With the news that the Law Commission have last week launched a call for evidence into digital assets and that these types of asset will be the focus of one of the daily themes during Dying Matters Awareness Week (running 10th -16th May) now seems a good time to think about what digital assets are in the context of estate planning.
At the moment the amount and variety of digital assets and the amount of life and business conducted online is rising quicker than the law seems able to keep up. For this reason, there is little in the way of guidance on how to deal with digital assets when a person dies. From whether a digital asset is a possession that forms part of the estate to whether an executor can access online accounts to deal with them there are areas of uncertainty.

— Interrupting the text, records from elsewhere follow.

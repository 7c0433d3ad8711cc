//! Endpoint transfer descriptors (dTD)
//!
//! A dTD describes one contiguous chunk of a transfer: up to five 4 KiB
//! page pointers, a byte count that the controller decrements as it
//! moves data, a status byte, and a link to the next descriptor. The
//! software-side chain bookkeeping (next handle, expected length) lives
//! in the [`TdPool`](crate::pool::TdPool), not here; hardware only ever
//! sees this 32-byte record.

#![allow(non_snake_case, non_upper_case_globals)]

use crate::{ral, vcell::VCell};

/// Set in `NEXT` to mark the end of a chain.
const TERMINATE: u32 = 1;
/// Hardware requires dTD links to be 32-byte aligned.
const LINK_MASK: u32 = !0x1F;

// No align attribute: the QH embeds a Td as its transfer overlay at
// offset 8. The pool's backing array provides the 32-byte alignment
// hardware needs for linked descriptors.
#[repr(C)]
pub struct Td {
    NEXT: VCell<u32>,
    TOKEN: VCell<u32>,
    BUFFERS: [VCell<u32>; 5],
    // Hardware never touches this word.
    _reserved: u32,
}

// Safety: every field is a volatile cell, and software access is
// serialized by the controller mutex; the other writer is hardware.
unsafe impl Sync for Td {}

bitflags::bitflags! {
    /// dTD token status byte.
    #[derive(Debug, Clone, Copy, PartialEq, Eq)]
    pub struct Status: u8 {
        /// The descriptor belongs to hardware.
        const ACTIVE = 1 << 7;
        /// Endpoint protocol violation; the endpoint is halted.
        const HALTED = 1 << 6;
        /// Data over- or underrun while filling a buffer page.
        const DATA_BUFFER_ERROR = 1 << 5;
        /// Bit-level transport failure.
        const TRANSACTION_ERROR = 1 << 3;
    }
}

impl Td {
    pub const fn new() -> Self {
        Td {
            NEXT: VCell::new(TERMINATE),
            TOKEN: VCell::new(0),
            BUFFERS: [
                VCell::new(0),
                VCell::new(0),
                VCell::new(0),
                VCell::new(0),
                VCell::new(0),
            ],
            _reserved: 0,
        }
    }

    /// Terminate the chain at this descriptor.
    pub fn set_terminate(&self) {
        self.NEXT.write(TERMINATE);
    }

    /// Link this descriptor to the next one by hardware address.
    pub fn set_next(&self, hw_addr: u32) {
        self.NEXT.write(hw_addr & LINK_MASK);
    }

    /// The hardware address of this descriptor.
    ///
    /// Descriptor memory must sit below the 4 GiB boundary for the
    /// controller to reach it.
    pub fn hw_addr(&self) -> u32 {
        self as *const Td as usize as u32
    }

    pub fn status(&self) -> Status {
        let status = ral::read_reg!(crate::td, self, TOKEN, STATUS);
        Status::from_bits_truncate(status as u8)
    }

    pub fn clear_status(&self) {
        ral::modify_reg!(crate::td, self, TOKEN, STATUS: 0);
    }

    /// Hand the descriptor to hardware.
    pub fn set_active(&self) {
        ral::modify_reg!(crate::td, self, TOKEN, STATUS: Status::ACTIVE.bits() as u32);
    }

    pub fn set_interrupt_on_complete(&self, ioc: bool) {
        ral::modify_reg!(crate::td, self, TOKEN, IOC: ioc as u32);
    }

    /// Bytes the controller has not yet transferred.
    ///
    /// Hardware decrements the token byte count as it moves data, so
    /// once the descriptor retires this is the short-packet residue.
    pub fn bytes_remaining(&self) -> usize {
        ral::read_reg!(crate::td, self, TOKEN, TOTAL_BYTES) as usize
    }

    /// Pretend hardware retired this descriptor.
    #[cfg(test)]
    pub(crate) fn sim_retire(&self, remaining: usize, flags: Status) {
        self.TOKEN
            .write(((remaining as u32) << 16) | flags.bits() as u32);
    }

    #[cfg(test)]
    pub(crate) fn next_raw(&self) -> u32 {
        self.NEXT.read()
    }

    /// Point the descriptor at `len` bytes starting at `ptr`.
    ///
    /// Fills the page pointers for buffers that cross 4 KiB boundaries.
    pub fn set_buffer(&self, ptr: *const u8, len: usize) {
        ral::modify_reg!(crate::td, self, TOKEN, TOTAL_BYTES: len as u32);
        let base = ptr as usize as u32;
        self.BUFFERS[0].write(base);
        let mut page = base & !0xFFF;
        for buffer in self.BUFFERS.iter().skip(1) {
            page = page.wrapping_add(4096);
            buffer.write(page);
        }
    }
}

pub mod NEXT {
    pub mod TERMINATE {
        pub const offset: u32 = 0;
        pub const mask: u32 = 1 << offset;
        pub mod RW {}
        pub mod R {}
        pub mod W {}
    }
    pub mod NEXT_LINK_POINTER {
        pub const offset: u32 = 5;
        pub const mask: u32 = 0x7ffffff << offset;
        pub mod RW {}
        pub mod R {}
        pub mod W {}
    }
}

pub mod TOKEN {
    pub mod STATUS {
        pub const offset: u32 = 0;
        pub const mask: u32 = 0xFF << offset;
        pub mod RW {}
        pub mod R {}
        pub mod W {}
    }
    pub mod IOC {
        pub const offset: u32 = 15;
        pub const mask: u32 = 1 << offset;
        pub mod RW {}
        pub mod R {}
        pub mod W {}
    }
    pub mod TOTAL_BYTES {
        pub const offset: u32 = 16;
        pub const mask: u32 = 0x7FFF << offset;
        pub mod RW {}
        pub mod R {}
        pub mod W {}
    }
}

const _: [(); 1] = [(); (core::mem::size_of::<Td>() == 32) as usize];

Stop for a moment and ask yourself how much of your life is online now? Both personally and in the course of your business you may manage a lot of your life digitally. You might use Instagram to keep your family updated on your holiday snaps or have a Facebook page that you market your business through. Maybe you invested in Bitcoin or other cryptocurrencies? Perhaps you even run a monetised blog that you write regular articles for.

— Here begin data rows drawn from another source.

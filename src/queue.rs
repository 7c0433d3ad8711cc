//! Per-endpoint transfer queues
//!
//! Each endpoint direction owns a FIFO of outstanding requests. Only
//! the head request is ever started in hardware; requests behind it
//! are linked into the descriptor chain but not primed until the head
//! retires.
//!
//! Appending to an endpoint the controller may already be draining is
//! the racy part. The hand-off goes: link the new chain after the old
//! tail purely in memory; if the endpoint shows no sign of being
//! primed, republish the queue head and prime it fresh; otherwise run
//! the add-dTD tripwire to learn whether the controller had already
//! consumed the old terminator, and only prime fresh when it had.

use usb_device::{endpoint::EndpointAddress, UsbDirection};

use crate::{
    chain::{self, Chain},
    error::{Error, Handshake, TransferStatus},
    pool::TdPool,
    qh::Qh,
    ral,
    request::Request,
    td,
};

/// Iteration ceiling for the add-dTD tripwire handshake.
///
/// The handshake normally closes in one or two passes; the ceiling
/// exists so a wedged controller surfaces as an error instead of a
/// hang in interrupt context.
const TRIPWIRE_RETRIES: usize = 10_000;

/// Attempts at flushing an endpoint before giving up.
const FLUSH_RETRIES: usize = 100;

/// A dTD can move at most five 4 KiB pages; with an unaligned start
/// that's a safe 16 KiB per descriptor.
const MAX_BYTES_PER_TD: usize = 16 * 1024;

/// Outstanding requests per endpoint direction.
pub const REQUESTS_PER_ENDPOINT: usize = 4;

/// Transfer type of an endpoint.
#[derive(Debug, Clone, Copy, PartialEq, Eq)]
#[repr(u32)]
pub enum EndpointKind {
    Control = 0,
    Isochronous = 1,
    Bulk = 2,
    Interrupt = 3,
}

struct Entry {
    request: Request,
    chain: Chain,
}

/// Result of folding a completion interrupt into the head request.
pub(crate) enum Progress {
    /// Nothing queued.
    Idle,
    /// The head request still has active descriptors.
    Incomplete,
    /// The head request retired; the caller delivers it, then promotes
    /// the next entry with [`EndpointQueue::start_head`].
    Retired(Request),
}

pub(crate) struct EndpointQueue {
    address: EndpointAddress,
    kind: EndpointKind,
    enabled: bool,
    max_packet: u16,
    entries: heapless::Deque<Entry, REQUESTS_PER_ENDPOINT>,
}
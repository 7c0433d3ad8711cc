//! Client I/O requests
//!
//! A request is owned by exactly one endpoint queue while outstanding.
//! Ownership transfers back to the caller at completion, either through
//! [`UsbFunction::complete`](crate::UsbFunction::complete) or the return
//! value of a dequeue call, with the actual length and final status
//! filled in.

use crate::{buffer::Buffer, error::TransferStatus};

#[derive(Debug)]
pub struct Request {
    buffer: Buffer,
    len: usize,
    actual: usize,
    status: Option<TransferStatus>,
    zero: bool,
    tag: u32,
    /// Set on requests the control machine queues for itself; their
    /// completions never reach the function driver.
    pub(crate) internal: bool,
}

impl Request {
    /// Build a request transferring the first `len` bytes of `buffer`.
    ///
    /// `len` is clamped to the buffer's capacity. For an OUT (receive)
    /// request, `len` is how much the endpoint will accept; for an IN
    /// (transmit) request, fill the buffer before queueing.
    pub fn new(buffer: Buffer, len: usize) -> Self {
        let len = len.min(buffer.len());
        Request {
            buffer,
            len,
            actual: 0,
            status: None,
            zero: false,
            tag: 0,
            internal: false,
        }
    }

    /// Tag the request so its completion can be correlated.
    pub fn set_tag(&mut self, tag: u32) {
        self.tag = tag;
    }

    pub fn tag(&self) -> u32 {
        self.tag
    }

    /// Request a closing zero-length packet when the transfer length is
    /// an exact multiple of the endpoint's descriptor limit.
    pub fn set_zero(&mut self, zero: bool) {
        self.zero = zero;
    }

    pub(crate) fn zero(&self) -> bool {
        self.zero
    }

    /// The requested transfer length.
    pub fn len(&self) -> usize {
        self.len
    }

    pub fn is_empty(&self) -> bool {
        self.len == 0
    }

    /// Bytes actually transferred. Only completion processing writes
    /// this.
    pub fn actual(&self) -> usize {
        self.actual
    }

    /// Completion status; `None` while the request is outstanding.
    pub fn status(&self) -> Option<TransferStatus> {
        self.status
    }

    pub fn buffer(&self) -> &Buffer {
        &self.buffer
    }

    pub fn buffer_mut(&mut self) -> &mut Buffer {
        &mut self.buffer
    }

    /// Reclaim the buffer from a completed request.
    pub fn into_buffer(self) -> Buffer {
        self.buffer
    }

    /// Copy received data out of the request, bounded by `actual`.
    pub fn read(&self, dst: &mut [u8]) -> usize {
        let size = self.actual.min(dst.len());
        self.buffer.volatile_read(&mut dst[..size])
    }

    pub(crate) fn retire(&mut self, status: TransferStatus, actual: usize) {
        self.status = Some(status);
        self.actual = actual;
    }
}

#[cfg(test)]
mod test {
    use super::Request;
    use crate::{buffer::EndpointMemory, error::TransferStatus};

    #[test]
    fn length_clamped_to_buffer() {
        let memory: EndpointMemory<16> = EndpointMemory::new();
        let mut alloc = memory.allocator().unwrap();
        let request = Request::new(alloc.allocate(8).unwrap(), 100);
        assert_eq!(request.len(), 8);
    }

    #[test]
    fn retire_reports_status_and_actual() {
        let memory: EndpointMemory<16> = EndpointMemory::new();
        let mut alloc = memory.allocator().unwrap();
        let mut request = Request::new(alloc.allocate(8).unwrap(), 8);
        assert!(request.status().is_none());

        request.retire(TransferStatus::Success, 6);
        assert_eq!(request.status(), Some(TransferStatus::Success));
        assert_eq!(request.actual(), 6);
    }
}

The next question then, logically, is which of these things are ‘digital assets’? Which of them do we actually own in a way that allows us to pass them on and how do we practically go about doing that? The term ‘digital assets’ in itself is problematic. It is clearly too vague. The Law Commission in their “Making a Will” consultation paper recognised this and declined to attempt to define digital assets formally. They took the approach of using the term digital assets as a collective descriptor of the various assets and rights that typically are referred to as digital assets.
In their recent call for evidence the Law Commission clearly recognise the importance of legal clarity when it comes to digital assets and make the point that technological advancement is only set to continue so these types of asset need recognition and protection. They raise the following example:
“…the law recognises that a digital asset can be property and that a digital asset can be “owned”. However, it does not recognise the possibility that a digital asset can be “possessed” because the concept of “possession” is currently limited to physical things. This has consequences for how digital assets are transferred, secured and protected under the law.”

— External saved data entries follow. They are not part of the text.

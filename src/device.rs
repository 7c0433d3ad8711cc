//! Bus state machine
//!
//! Tracks the device's position in the USB device state diagram:
//! attached, default (after reset), addressed, configured, and
//! suspended-with-memory. Bus speed is latched once per reset.

/// USB bus speed, latched at the end of a bus reset.
#[derive(Debug, Clone, Copy, PartialEq, Eq, Default)]
pub enum Speed {
    #[default]
    Full,
    Low,
    High,
}

impl Speed {
    /// Decode the port speed field.
    pub(crate) fn from_portsc(pspd: u32) -> Self {
        match pspd {
            1 => Speed::Low,
            2 => Speed::High,
            _ => Speed::Full,
        }
    }
}

/// The state a suspended bus resumes into.
#[derive(Debug, Clone, Copy, PartialEq, Eq)]
pub enum ResumeState {
    Default,
    Address(u8),
    Configured(u8),
}

/// Device state on the bus.
#[derive(Debug, Clone, Copy, PartialEq, Eq)]
pub enum BusState {
    /// Cable present, no reset seen yet.
    Attached,
    /// Reset seen; address 0.
    Default,
    /// Host assigned this address.
    Address(u8),
    /// Host selected this configuration.
    Configured(u8),
    /// Suspended; resumes to the remembered state.
    Suspended(ResumeState),
}

pub(crate) struct BusMachine {
    state: BusState,
    speed: Speed,
    address: u8,
}

impl BusMachine {
    pub const fn new() -> Self {
        BusMachine {
            state: BusState::Attached,
            speed: Speed::Full,
            address: 0,
        }
    }

    pub fn state(&self) -> BusState {
        self.state
    }

    pub fn speed(&self) -> Speed {
        self.speed
    }

    pub fn is_configured(&self) -> bool {
        matches!(self.state, BusState::Configured(_))
    }

    pub fn is_suspended(&self) -> bool {
        matches!(self.state, BusState::Suspended(_))
    }

    /// Bus reset: any state returns to default. The prior state is
    /// handed back so the caller can decide whether the function driver
    /// needs a disconnect notification.
    pub fn reset(&mut self) -> BusState {
        self.address = 0;
        core::mem::replace(&mut self.state, BusState::Default)
    }

    /// Speed is read from hardware once per reset and not re-evaluated
    /// until the next one.
    pub fn latch_speed(&mut self, pspd: u32) {
        self.speed = Speed::from_portsc(pspd);
    }

    /// A SET_ADDRESS status phase completed.
    pub fn address_assigned(&mut self, address: u8) {
        self.address = address;
        self.state = if address == 0 {
            BusState::Default
        } else {
            BusState::Address(address)
        };
    }

    /// A SET_CONFIGURATION status phase completed. Configuration zero
    /// deconfigures, keeping the assigned address.
    pub fn configured(&mut self, config: u8) {
        self.state = if config == 0 {
            if self.address == 0 {
                BusState::Default
            } else {
                BusState::Address(self.address)
            }
        } else {
            BusState::Configured(config)
        };
    }

    /// Suspend signal. Returns false if already suspended or not yet
    /// past a reset.
    pub fn suspend(&mut self) -> bool {
        let prior = match self.state {
            BusState::Default => ResumeState::Default,
            BusState::Address(addr) => ResumeState::Address(addr),
            BusState::Configured(config) => ResumeState::Configured(config),
            BusState::Attached | BusState::Suspended(_) => return false,
        };
        self.state = BusState::Suspended(prior);
        true
    }

    /// Resume signal. Returns false when the bus wasn't suspended.
    pub fn resume(&mut self) -> bool {
        match self.state {
            BusState::Suspended(prior) => {
                self.state = match prior {
                    ResumeState::Default => BusState::Default,
                    ResumeState::Address(addr) => BusState::Address(addr),
                    ResumeState::Configured(config) => BusState::Configured(config),
                };
                true
            }
            _ => false,
        }
    }

    /// Cable removed.
    pub fn detached(&mut self) {
        self.state = BusState::Attached;
    }
}

#[cfg(test)]
mod tests {
    use super::{BusMachine, BusState, ResumeState, Speed};

    #[test]
    fn enumeration_walk() {
        let mut bus = BusMachine::new();
        assert_eq!(bus.state(), BusState::Attached);

        bus.reset();
        assert_eq!(bus.state(), BusState::Default);

        bus.address_assigned(7);
        assert_eq!(bus.state(), BusState::Address(7));

        bus.configured(1);
        assert_eq!(bus.state(), BusState::Configured(1));
        assert!(bus.is_configured());
    }

    #[test]
    fn reset_from_any_state() {
        let mut bus = BusMachine::new();
        bus.reset();
        bus.address_assigned(7);
        bus.configured(1);

        let prior = bus.reset();
        assert_eq!(prior, BusState::Configured(1));
        assert_eq!(bus.state(), BusState::Default);
    }

    #[test]
    fn suspend_remembers_prior_state() {
        let mut bus = BusMachine::new();
        bus.reset();
        bus.address_assigned(7);
        bus.configured(2);

        assert!(bus.suspend());
        assert_eq!(
            bus.state(),
            BusState::Suspended(ResumeState::Configured(2))
        );
        // double suspend is refused
        assert!(!bus.suspend());

        assert!(bus.resume());
        assert_eq!(bus.state(), BusState::Configured(2));
        assert!(!bus.resume());
    }

    #[test]
    fn speed_latch() {
        let mut bus = BusMachine::new();
        assert_eq!(bus.speed(), Speed::Full);
        bus.latch_speed(2);
        assert_eq!(bus.speed(), Speed::High);
        bus.latch_speed(1);
        assert_eq!(bus.speed(), Speed::Low);
        bus.latch_speed(0);
        assert_eq!(bus.speed(), Speed::Full);
    }

    #[test]
    fn deconfigure_returns_to_address() {
        let mut bus = BusMachine::new();
        bus.reset();
        bus.address_assigned(3);
        bus.configured(1);
        bus.configured(0);
        assert_eq!(bus.state(), BusState::Address(3));
    }
}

The STEP Digital Assets Working Group (DAWG) take the approach that the term digital assets cover two very different sets of assets and have defined these two categories as follows:
- Digital records that we hold and access through computers and other electronic devices. Assets that fall into this category are not giftable at all as they have no true property rights distinct from the device that they are held on. They simply pass as part of the device.
- Digital property rights and interests. These are part of a person’s estate and can be gifted.
It is clear then that care needs to be taken when defining digital assets within a will, especially if the assets in question are of a substantial value or have intellectual property rights attached to them. Consider whether it may be appropriate to expressly define digital assets and make specific gifts of them within a will, or whether it is appropriate to simply allow them to form part of the residue. Consider further whether a standard clause gifting ‘personal possessions’ should be amended to also include digital assets, as the standard definition includes only tangible movable assets.
We will continue to follow the Law Commission’s progress as it consults on digital assets with interest. No doubt clarification on the law surrounding defining and transferring digital assets will have an impact on how these assets are dealt with by will.